Females with OPD2 usually present with a subclinical phenotype. Characteristic craniofacial features (prominent supraorbital ridges, wide nasal bridge and a broad nasal tip) are the most common findings. Occasionally, conductive hearing loss has been described. Occasionally, females can manifest a phenotype similar in severity to that of males (craniofacial dysmorphism, cleft palate, conductive hearing loss, skeletal and digital anomalies). Note: One cannot confidently differentiate OPD1 from OPD2 in a single affected female in a family with no affected males.
Melnick-Needles Syndrome
Substantial variability is observed in females. Some individuals are diagnosed in adulthood after ascertainment of an affected family member [Kristiansen et al 2002]. Others require substantial respiratory support; several individuals have required ambulatory oxygen supplementation, typically starting in the second decade. Longevity is reduced in these individuals.
The phenotype of four males with a pathogenic variant known to lead to conventional MNS in females has been reported. These individuals have previously described skeletal (flexed upper limbs, hypoplastic thumbs, post-axial polydactyly, bowed lower limbs, clubfeet, kyphoscoliosis and hypoplastic halluces), craniofacial (large fontanelles, malar flattening, bilateral cleft palate, bifid tongue, severe micrognathia), and visceral (fibrosis of pancreas and spleen, bilateral cystic renal dysplasia secondary to obstructive uropathy and omphalocele) findings and unusual ophthalmologic signs (exophthalmia, widely spaced eyes, sclerocornea, cataracts, retinal angiomatosis, and a cleavage defect of the anterior chambers of both eyes) [Santos et al 2010, Naudion et al 2016, Spencer et al 2018].
Males with MNS usually present with a phenotype that is indistinguishable from, or more severe than, that associated with OPD2. Several women with classic MNS have had affected male pregnancies diagnosed in utero with a lethal phenotype reminiscent of a severe form of OPD2 [Santos et al 2010, Naudion et al 2016, Spencer et al 2018].

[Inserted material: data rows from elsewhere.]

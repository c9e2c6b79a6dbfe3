//! Lifecycle management for supervised worker groups.
//!
//! - `LifecycleHandle`: shared kill/dying/dead latch, first kill wins
//! - `Worker`: contract every long-running task implements
//! - `Task`: runs a worker body on its own tokio task
//! - `run_group`: runs a worker set to first exit and aggregates the result

mod group;
mod handle;
mod worker;

pub use group::run_group;
pub use handle::{LifecycleHandle, LifecycleState};
pub use worker::{Task, Worker, WorkerId};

Females with MNS present with the following:
A skeletal dysplasia characterized by:
Characteristic craniofacial features (prominent lateral margins of the supraorbital ridges, proptosis, full cheeks, micrognathia, facial asymmetry) [
Foley et al 2010]
Oligohypodontia (frequent)
Sensorineural and conductive deafness (common)
Hydronephrosis secondary to ureteric obstruction (common)
Normal intelligence
Normal pubertal development
Terminal Osseous Dysplasia with Pigmentary Defects
The natural history for females with terminal osseous dysplasia with pigmentary skin defects (TODPD) has been documented in one large family [Brunetti-Pierri et al 2010]. A male presentation of TODPD has never been described.

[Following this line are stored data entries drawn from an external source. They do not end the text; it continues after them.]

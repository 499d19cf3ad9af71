//! User Aggregate
//!
//! Accounts that authenticate against the identity provider.

pub mod entity;
pub mod repository;
pub mod service;

pub use entity::{User, UserRecord, UserView};
pub use repository::UserRepository;
pub use service::UserService;
//! MongoDB Index Initialization
//!
//! Creates the indexes the adapters rely on. Safe to run on every start.

use std::time::Duration;

use mongodb::{bson::doc, options::IndexOptions, Database, IndexModel};
use tracing::info;

use super::authorization_code::AUTHORIZATION_CODES_COLLECTION;
use super::client::CLIENTS_COLLECTION;
use super::user::USERS_COLLECTION;

pub async fn initialize_indexes(db: &Database) -> Result<(), mongodb::error::Error> {
    info!("Initializing MongoDB indexes...");

    create_user_indexes(db).await?;
    create_client_indexes(db).await?;
    create_authorization_code_indexes(db).await?;

    info!("MongoDB indexes initialized successfully");
    Ok(())
}

async fn create_user_indexes(db: &Database) -> Result<(), mongodb::error::Error> {
    let users = db.collection::<mongodb::bson::Document>(USERS_COLLECTION);

    // Normalised email is the natural key
    users
        .create_index(
            IndexModel::builder()
                .keys(doc! { "email": 1 })
                .options(IndexOptions::builder().unique(true).build())
                .build(),
        )
        .await?;

    users
        .create_index(IndexModel::builder().keys(doc! { "createdAt": -1 }).build())
        .await?;

    info!("Created indexes on {}", USERS_COLLECTION);
    Ok(())
}

async fn create_client_indexes(db: &Database) -> Result<(), mongodb::error::Error> {
    let clients = db.collection::<mongodb::bson::Document>(CLIENTS_COLLECTION);

    clients
        .create_index(
            IndexModel::builder()
                .keys(doc! { "clientId": 1 })
                .options(IndexOptions::builder().unique(true).build())
                .build(),
        )
        .await?;

    clients
        .create_index(
            IndexModel::builder()
                .keys(doc! { "clientType": 1, "createdAt": -1 })
                .build(),
        )
        .await?;

    info!("Created indexes on {}", CLIENTS_COLLECTION);
    Ok(())
}

async fn create_authorization_code_indexes(db: &Database) -> Result<(), mongodb::error::Error> {
    let codes = db.collection::<mongodb::bson::Document>(AUTHORIZATION_CODES_COLLECTION);

    // Server-side expiry as a backstop to delete_expired
    codes
        .create_index(
            IndexModel::builder()
                .keys(doc! { "expiresAt": 1 })
                .options(
                    IndexOptions::builder()
                        .expire_after(Duration::from_secs(0))
                        .build(),
                )
                .build(),
        )
        .await?;

    info!("Created indexes on {}", AUTHORIZATION_CODES_COLLECTION);
    Ok(())
}
//! Entity Identifiers
//!
//! Identifiers are opaque strings. Generated ones are Time-Sorted IDs (TSID)
//! encoded as 13-character Crockford Base32, so they sort by creation time.
//! Externally supplied identifiers are accepted as-is.

use std::fmt;
use std::sync::atomic::{AtomicU16, Ordering};

use chrono::Utc;
use rand::Rng;
use serde::{Deserialize, Serialize};

/// Crockford Base32 alphabet (excludes I, L, O, U)
const ALPHABET: &[u8; 32] = b"0123456789ABCDEFGHJKMNPQRSTVWXYZ";
const ENCODED_LEN: usize = 13;

static COUNTER: AtomicU16 = AtomicU16::new(0);

/// Opaque, immutable identifier of an aggregate.
#[derive(Debug, Clone, PartialEq, Eq, Hash, PartialOrd, Ord, Serialize, Deserialize)]
#[serde(transparent)]
pub struct EntityId(String);

impl EntityId {
    /// Generate a new time-sorted identifier.
    pub fn generate() -> Self {
        Self(TsidGenerator::generate())
    }

    pub fn as_str(&self) -> &str {
        &self.0
    }

    pub fn into_string(self) -> String {
        self.0
    }
}

impl fmt::Display for EntityId {
    fn fmt(&self, f: &mut fmt::Formatter<'_>) -> fmt::Result {
        f.write_str(&self.0)
    }
}

impl From<String> for EntityId {
    fn from(value: String) -> Self {
        Self(value)
    }
}

impl From<&str> for EntityId {
    fn from(value: &str) -> Self {
        Self(value.to_string())
    }
}

impl AsRef<str> for EntityId {
    fn as_ref(&self) -> &str {
        &self.0
    }
}

/// TSID generator
///
/// Layout (64 bits): 42 bits milliseconds since epoch | 10 random bits |
/// 12 bits per-process counter.
pub struct TsidGenerator;

impl TsidGenerator {
    pub fn generate() -> String {
        let millis = Utc::now().timestamp_millis().max(0) as u64;
        let counter = COUNTER.fetch_add(1, Ordering::Relaxed) as u64;
        let random: u64 = rand::thread_rng().gen_range(0..1024);

        let tsid = ((millis & 0x3FF_FFFF_FFFF) << 22) | (random << 12) | (counter & 0xFFF);
        encode_crockford(tsid)
    }

    /// Decode a TSID back to its numeric form. Returns `None` for
    /// identifiers that were not produced by this generator.
    pub fn decode(tsid: &str) -> Option<u64> {
        if tsid.len() != ENCODED_LEN {
            return None;
        }
        tsid.chars().try_fold(0u64, |acc, c| {
            let upper = c.to_ascii_uppercase() as u8;
            let value = ALPHABET.iter().position(|&a| a == upper)? as u64;
            Some((acc << 5) | value)
        })
    }
}

fn encode_crockford(mut value: u64) -> String {
    let mut out = [b'0'; ENCODED_LEN];
    for slot in out.iter_mut().rev() {
        *slot = ALPHABET[(value & 0x1F) as usize];
        value >>= 5;
    }
    out.iter().map(|&b| b as char).collect()
}
//! Shared runtime utilities for the identity provider binaries.

pub mod logging;

pub use logging::{init_logging, LogFormat};
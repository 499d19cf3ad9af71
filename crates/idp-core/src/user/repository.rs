//! User Repository
//!
//! Storage-agnostic persistence contract for [`User`] aggregates.

use async_trait::async_trait;

use super::entity::User;
use crate::shared::email::Email;
use crate::shared::error::Result;
use crate::shared::pagination::{Page, PageRequest};

#[async_trait]
pub trait UserRepository: Send + Sync {
    async fn find_by_id(&self, id: &str) -> Result<Option<User>>;

    /// Lookup by normalised email. [`Email`] is already lowercased.
    async fn find_by_email(&self, email: &Email) -> Result<Option<User>>;

    /// Idempotent upsert keyed by identifier.
    ///
    /// Fails with `Conflict` when another user already holds the email.
    /// Implementations must enforce this atomically in the store.
    async fn save(&self, user: &User) -> Result<()>;

    /// Returns `true` when a user was removed.
    async fn delete(&self, id: &str) -> Result<bool>;

    /// Newest first.
    async fn find_all(&self, page: PageRequest) -> Result<Page<User>>;

    async fn count(&self) -> Result<u64>;
}
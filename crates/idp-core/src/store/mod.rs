//! Storage adapters for the repository contracts.

pub mod memory;
pub mod mongo;

pub use memory::{InMemoryAuthorizationCodeRepository, InMemoryClientRepository, InMemoryUserRepository};
pub use mongo::{
    initialize_indexes, MongoAuthorizationCodeRepository, MongoClientRepository,
    MongoUserRepository,
};
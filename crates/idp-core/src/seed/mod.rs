pub mod dev_seeder;

pub use dev_seeder::{DevDataSeeder, SeedReport};
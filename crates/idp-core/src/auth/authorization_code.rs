//! Authorization Code Domain Model
//!
//! Short-lived, single-use codes for the authorization code flow. A code
//! is bound to the client, user and redirect URI it was issued for.

use std::fmt;

use bson::serde_helpers::chrono_datetime_as_bson_datetime;
use chrono::{DateTime, Duration, Utc};
use serde::{Deserialize, Serialize};

#[derive(Clone, PartialEq, Serialize, Deserialize)]
#[serde(rename_all = "camelCase")]
pub struct AuthorizationCode {
    /// Code value, also the storage key.
    #[serde(rename = "_id")]
    pub code: String,

    /// Public identifier of the client the code was issued to.
    pub client_id: String,

    pub user_id: String,

    /// Must match exactly on redemption.
    pub redirect_uri: String,

    #[serde(default)]
    pub scopes: Vec<String>,

    /// OIDC nonce for replay protection.
    #[serde(skip_serializing_if = "Option::is_none", default)]
    pub nonce: Option<String>,

    #[serde(with = "chrono_datetime_as_bson_datetime")]
    pub created_at: DateTime<Utc>,

    #[serde(with = "chrono_datetime_as_bson_datetime")]
    pub expires_at: DateTime<Utc>,

    pub used: bool,
}

impl fmt::Debug for AuthorizationCode {
    fn fmt(&self, f: &mut fmt::Formatter<'_>) -> fmt::Result {
        f.debug_struct("AuthorizationCode")
            .field("code", &"[REDACTED]")
            .field("client_id", &self.client_id)
            .field("user_id", &self.user_id)
            .field("redirect_uri", &self.redirect_uri)
            .field("scopes", &self.scopes)
            .field("expires_at", &self.expires_at)
            .field("used", &self.used)
            .finish()
    }
}

impl AuthorizationCode {
    pub const DEFAULT_TTL_SECS: i64 = 600;

    pub fn new(
        code: impl Into<String>,
        client_id: impl Into<String>,
        user_id: impl Into<String>,
        redirect_uri: impl Into<String>,
    ) -> Self {
        let now = Utc::now();
        Self {
            code: code.into(),
            client_id: client_id.into(),
            user_id: user_id.into(),
            redirect_uri: redirect_uri.into(),
            scopes: Vec::new(),
            nonce: None,
            created_at: now,
            expires_at: now + Duration::seconds(Self::DEFAULT_TTL_SECS),
            used: false,
        }
    }

    pub fn with_scopes(mut self, scopes: Vec<String>) -> Self {
        self.scopes = scopes;
        self
    }

    pub fn with_nonce(mut self, nonce: Option<String>) -> Self {
        self.nonce = nonce;
        self
    }

    pub fn with_ttl(mut self, ttl: Duration) -> Self {
        self.expires_at = self.created_at + ttl;
        self
    }

    pub fn is_expired(&self) -> bool {
        self.is_expired_at(Utc::now())
    }

    pub fn is_expired_at(&self, now: DateTime<Utc>) -> bool {
        now >= self.expires_at
    }

    /// Not used and not expired.
    pub fn is_valid(&self) -> bool {
        !self.used && !self.is_expired()
    }

    pub fn mark_used(&mut self) {
        self.used = true;
    }
}

#[cfg(test)]
mod tests {
    use super::*;

    fn code() -> AuthorizationCode {
        AuthorizationCode::new("abc", "portal", "user-1", "https://a/cb")
    }

    #[test]
    fn test_new_code_is_valid_for_ten_minutes() {
        let code = code();
        assert!(code.is_valid());
        assert_eq!((code.expires_at - code.created_at).num_seconds(), 600);
    }

    #[test]
    fn test_mark_used() {
        let mut code = code();
        code.mark_used();
        assert!(!code.is_valid());
    }

    #[test]
    fn test_expiry() {
        let code = code().with_ttl(Duration::seconds(0));
        assert!(code.is_expired());
        assert!(!code.is_valid());

        let code = self::code().with_ttl(Duration::seconds(30));
        assert!(!code.is_expired_at(code.created_at + Duration::seconds(29)));
        assert!(code.is_expired_at(code.created_at + Duration::seconds(30)));
    }

    #[test]
    fn test_debug_hides_code_value() {
        let code = AuthorizationCode::new("live-code-value", "portal", "user-1", "https://a/cb");
        let rendered = format!("{:?}", code);
        assert!(!rendered.contains("live-code-value"));
        assert!(rendered.contains("portal"));
    }
}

Females exhibit pronounced abnormalities of the face, hands, and skin:
The major skeletal findings are in the hands. There is variable shortening, fusion, and disorganized ossification of the carpals and metacarpals. Camptodactyly can be marked and forms no clear pattern. Additional features include cystic lesions and bowing of the long bones, radial head dislocation, short stature, and scoliosis.
Digital fibromata appear in infancy, can grow to a large size, and may re-grow after excision – but eventually involute before age ten years.
Cardiac septal defects
Ureteric obstruction (occasional)
Alopecia is a variable clinical finding.
The most characteristic craniofacial findings are widely spaced eyes, oral frenulae, and punched out hyperpigmented lesions characteristically over the temporal region. Unlike the fibromata they do not involute with age.
Normal intelligence
A male presentation of TODPD has never been described and an excess of early miscarriage in affected females has been recorded but not statistically verified.
Nomenclature
Melnick-Needles syndrome was originally referred to as osteodysplasty.
OPD1 was also called Taybi syndrome after its first description in 1963.
Verloes et al [2000] suggested the term "fronto-otopalatodigital osteodysplasia" for the X-OPD spectrum disorders, indicative of his prediction that they would prove allelic to one another, which subsequently proved correct. This term has not gained acceptance because some of these disorders are clinically discrete, and therefore diagnosis, management, and prognostication are not served by aggregating them under one term.